## Assignment
Copy the lines below verbatim. Begin with the first and end with the line containing "of raw chunks.".

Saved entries
╭──
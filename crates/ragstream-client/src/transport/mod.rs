//! Transport seam between the client state machine and the network.
//!
//! A transport sends one request and hands back the raw body once a success
//! status has arrived. Every failure is reported as a typed [`TransportError`]
//! at the point where it happens.

mod http;
pub mod sse;

use std::pin::Pin;

use bytes::Bytes;

use crate::errors::TransportError;
use crate::model::StreamRequest;

pub use http::HttpTransport;

/// Response body as a stream of raw chunks.
pub type ByteStream =
    Pin<Box<dyn futures::Stream<Item = Result<Bytes, TransportError>> + Send + 'static>>;

#[async_trait::async_trait]
pub trait QueryTransport: Send + Sync {
    /// Sends `request` authenticated with `api_key`.
    ///
    /// Resolves once response headers are in. A non-success status must be
    /// returned as [`TransportError::HttpStatus`] rather than a body.
    async fn open(
        &self,
        request: &StreamRequest,
        api_key: &str,
    ) -> Result<ByteStream, TransportError>;
}
use std::sync::Arc;

use ragstream_client::prelude::*;
use ragstream_client::{RetryPolicy, StaticCredential};
use serde_json::json;
use wiremock::matchers::{body_json, header, method, path};
use wiremock::{Mock, MockServer, ResponseTemplate};

const STREAM_PATH: &str = "/api/v1/query/stream";

fn sse(lines: &[&str]) -> ResponseTemplate {
    let body: String = lines.iter().map(|line| format!("data: {line}\n\n")).collect();
    ResponseTemplate::new(200).set_body_raw(body, "text/event-stream")
}

fn client_for(base: &str, retry: RetryPolicy) -> StreamingQueryClient {
    let config = ClientConfig::new(format!("{base}/api/v1")).retry_policy(retry);
    StreamingQueryClient::builder(config)
        .credentials(Arc::new(StaticCredential::new("sk-live")))
        .build()
        .expect("client builds")
}

fn fast_retries(max_retries: u32) -> RetryPolicy {
    RetryPolicy::exponential(max_retries, 10, 2.0)
}

#[tokio::test]
async fn request_carries_key_headers_and_body() {
    let server = MockServer::start().await;
    Mock::given(method("POST"))
        .and(path(STREAM_PATH))
        .and(header("x-api-key", "sk-live"))
        .and(header("accept", "text/event-stream"))
        .and(body_json(json!({
            "question": "Where is the handbook?",
            "session_id": "sess-1",
            "use_web_search": true,
            "stream": true
        })))
        .respond_with(sse(&[r#"{"content":"In the wiki."}"#]))
        .expect(1)
        .mount(&server)
        .await;

    let client = client_for(&server.uri(), fast_retries(0));
    let outcome = client
        .send_stream(
            "  Where is the handbook?  ",
            QueryOptions::default().web_search(true).session("sess-1"),
        )
        .await
        .expect("query succeeds");
    assert_eq!(
        outcome.into_message().map(|m| m.content).as_deref(),
        Some("In the wiki.")
    );
}

#[tokio::test]
async fn full_event_stream_is_assembled() {
    let server = MockServer::start().await;
    Mock::given(method("POST"))
        .and(path(STREAM_PATH))
        .respond_with(sse(&[
            r#"{"status":"started"}"#,
            r#"{"intent":"document_search","use_rag":true,"use_web":false,"confidence":0.82,"latency_ms":41}"#,
            r#"{"type":"rag"}"#,
            r#"{"type":"rag","results":2}"#,
            r#"{"content":"Checking the guide.","is_thought":true}"#,
            r#"{"content":"Vacation requests go "}"#,
            r#"{"content":"through the HR portal."}"#,
            r#"{"conversationId":"conv-42","sources":[{"source_type":"document","document_id":"hr-7","similarity_score":0.91}]}"#,
            "[DONE]",
        ]))
        .mount(&server)
        .await;

    let client = client_for(&server.uri(), fast_retries(0));
    let message = client
        .send_stream("How do I request vacation?", QueryOptions::default())
        .await
        .expect("query succeeds")
        .into_message()
        .expect("completed");

    assert_eq!(
        message.content,
        "Vacation requests go through the HR portal."
    );
    assert_eq!(message.thought_process.as_deref(), Some("Checking the guide."));
    assert_eq!(message.conversation_id.as_deref(), Some("conv-42"));
    assert_eq!(message.sources.len(), 1);
    assert_eq!(message.sources[0].document_id.as_deref(), Some("hr-7"));
    let routing = message.routing_info.expect("routing recorded");
    assert_eq!(routing.intent, "document_search");
    assert!(!routing.use_web);

    let snapshot = client.snapshot();
    assert!(!snapshot.is_streaming);
    assert!(
        snapshot
            .steps
            .steps()
            .iter()
            .all(|step| step.status == StepStatus::Completed)
    );
    assert_eq!(
        snapshot.steps.get(Stage::SearchRag).details.as_deref(),
        Some("2 documents found")
    );
}

#[tokio::test]
async fn unauthorized_maps_to_invalid_credential_without_retry() {
    let server = MockServer::start().await;
    Mock::given(method("POST"))
        .and(path(STREAM_PATH))
        .respond_with(ResponseTemplate::new(401).set_body_json(json!({"detail": "Invalid API key"})))
        .expect(1)
        .mount(&server)
        .await;

    let client = client_for(&server.uri(), fast_retries(3));
    let result = client.send_stream("hello", QueryOptions::default()).await;
    assert_eq!(
        result,
        Err(QueryError::Failed(QueryFailure::InvalidCredential))
    );
    assert_eq!(
        client.snapshot().error.as_deref(),
        Some("Invalid or expired API key. Check your API key in settings.")
    );
}

#[tokio::test]
async fn service_unavailable_recovers_on_retry() {
    let server = MockServer::start().await;
    Mock::given(method("POST"))
        .and(path(STREAM_PATH))
        .respond_with(ResponseTemplate::new(503))
        .up_to_n_times(1)
        .expect(1)
        .mount(&server)
        .await;
    Mock::given(method("POST"))
        .and(path(STREAM_PATH))
        .respond_with(sse(&[r#"{"content":"back online"}"#]))
        .expect(1)
        .mount(&server)
        .await;

    let client = client_for(&server.uri(), fast_retries(2));
    let message = client
        .send_stream("status?", QueryOptions::default())
        .await
        .expect("recovers")
        .into_message()
        .expect("completed");
    assert_eq!(message.content, "back online");
    assert_eq!(client.snapshot().retry_count, 1);
}

#[tokio::test]
async fn other_statuses_surface_the_server_detail() {
    let server = MockServer::start().await;
    Mock::given(method("POST"))
        .and(path(STREAM_PATH))
        .respond_with(
            ResponseTemplate::new(500).set_body_json(json!({"detail": "vector store offline"})),
        )
        .expect(1)
        .mount(&server)
        .await;

    let client = client_for(&server.uri(), fast_retries(3));
    let result = client.send_stream("hello", QueryOptions::default()).await;
    assert_eq!(
        result,
        Err(QueryError::Failed(QueryFailure::Http {
            status: 500,
            message: "vector store offline".into()
        }))
    );
}

#[tokio::test]
async fn refused_connection_exhausts_retries() {
    let port = {
        let listener = std::net::TcpListener::bind("127.0.0.1:0").expect("bind");
        listener.local_addr().expect("addr").port()
    };
    let client = client_for(&format!("http://127.0.0.1:{port}"), fast_retries(1));
    let result = client.send_stream("anyone there?", QueryOptions::default()).await;
    assert!(
        matches!(
            result,
            Err(QueryError::Failed(QueryFailure::Unreachable { attempts: 2, .. }))
        ),
        "unexpected result: {result:?}"
    );
    assert_eq!(client.snapshot().retry_count, 1);
}
//! Where the client looks up the API key sent as `X-API-Key`.
//!
//! The key is resolved on every `send_stream` call, so a key saved while the
//! program runs is picked up by the next query.

use std::path::{Path, PathBuf};

use tracing::warn;

/// Name of the API key entry in the local settings file.
pub const API_KEY_SETTING: &str = "rag_api_key";
/// Environment variable read by [`EnvCredentialStore`].
pub const API_KEY_ENV: &str = "RAG_API_KEY";

/// Source of the API key.
pub trait CredentialStore: Send + Sync {
    /// Returns the key, or `None` when nothing usable is stored.
    fn api_key(&self) -> Option<String>;
}

fn usable(key: String) -> Option<String> {
    let trimmed = key.trim();
    if trimmed.is_empty() {
        None
    } else {
        Some(trimmed.to_string())
    }
}

/// A fixed key, for embedding and tests.
#[derive(Clone, Debug)]
pub struct StaticCredential(Option<String>);

impl StaticCredential {
    pub fn new(key: impl Into<String>) -> Self {
        Self(Some(key.into()))
    }

    pub fn missing() -> Self {
        Self(None)
    }
}

impl CredentialStore for StaticCredential {
    fn api_key(&self) -> Option<String> {
        self.0.clone().and_then(usable)
    }
}

/// Reads [`API_KEY_ENV`].
#[derive(Clone, Debug, Default)]
pub struct EnvCredentialStore;

impl CredentialStore for EnvCredentialStore {
    fn api_key(&self) -> Option<String> {
        std::env::var(API_KEY_ENV).ok().and_then(usable)
    }
}

#[derive(Debug, thiserror::Error)]
pub enum SettingsError {
    #[error("failed to access settings file {path}: {source}")]
    Io {
        path: PathBuf,
        source: std::io::Error,
    },
    #[error("settings file {path} is not a JSON object: {message}")]
    Format { path: PathBuf, message: String },
}

/// JSON settings file holding the key under [`API_KEY_SETTING`].
///
/// Other entries in the file are preserved when the key is written.
#[derive(Clone, Debug)]
pub struct SettingsFileStore {
    path: PathBuf,
}

impl SettingsFileStore {
    pub fn new(path: impl Into<PathBuf>) -> Self {
        Self { path: path.into() }
    }

    pub fn path(&self) -> &Path {
        &self.path
    }

    /// Writes the key, creating the file and its parent directory if needed.
    pub fn store_api_key(&self, key: &str) -> Result<(), SettingsError> {
        let mut settings = match self.read_settings() {
            Ok(settings) => settings,
            Err(SettingsError::Io { source, .. })
                if source.kind() == std::io::ErrorKind::NotFound =>
            {
                serde_json::Map::new()
            }
            Err(err) => return Err(err),
        };
        settings.insert(
            API_KEY_SETTING.to_string(),
            serde_json::Value::String(key.trim().to_string()),
        );
        if let Some(parent) = self.path.parent().filter(|p| !p.as_os_str().is_empty()) {
            std::fs::create_dir_all(parent).map_err(|source| SettingsError::Io {
                path: parent.to_path_buf(),
                source,
            })?;
        }
        let body = serde_json::to_string_pretty(&serde_json::Value::Object(settings)).map_err(
            |e| SettingsError::Format {
                path: self.path.clone(),
                message: e.to_string(),
            },
        )?;
        std::fs::write(&self.path, body).map_err(|source| SettingsError::Io {
            path: self.path.clone(),
            source,
        })
    }

    fn read_settings(&self) -> Result<serde_json::Map<String, serde_json::Value>, SettingsError> {
        let raw = std::fs::read_to_string(&self.path).map_err(|source| SettingsError::Io {
            path: self.path.clone(),
            source,
        })?;
        match serde_json::from_str::<serde_json::Value>(&raw) {
            Ok(serde_json::Value::Object(map)) => Ok(map),
            Ok(_) => Err(SettingsError::Format {
                path: self.path.clone(),
                message: "top-level value is not an object".into(),
            }),
            Err(e) => Err(SettingsError::Format {
                path: self.path.clone(),
                message: e.to_string(),
            }),
        }
    }
}

impl CredentialStore for SettingsFileStore {
    fn api_key(&self) -> Option<String> {
        match self.read_settings() {
            Ok(settings) => settings
                .get(API_KEY_SETTING)
                .and_then(|v| v.as_str())
                .map(ToOwned::to_owned)
                .and_then(usable),
            Err(SettingsError::Io { source, .. })
                if source.kind() == std::io::ErrorKind::NotFound =>
            {
                None
            }
            Err(err) => {
                warn!(event = "credentials.settings_unreadable", error = %err);
                None
            }
        }
    }
}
╰──
## Reply
filename crates/ragstream-client/src/transport/mod.rs
//! Transport seam between the client state machine and the network.
//!
//! A transport sends one request and hands back the raw body once a success
//! status has arrived. Every failure is reported as a typed [`TransportError`]
//! at the point where it happens.

mod http;
pub mod sse;

use std::pin::Pin;

use bytes::Bytes;

use crate::errors::TransportError;
use crate::model::StreamRequest;

pub use http::HttpTransport;

/// Response body as a stream of raw chunks.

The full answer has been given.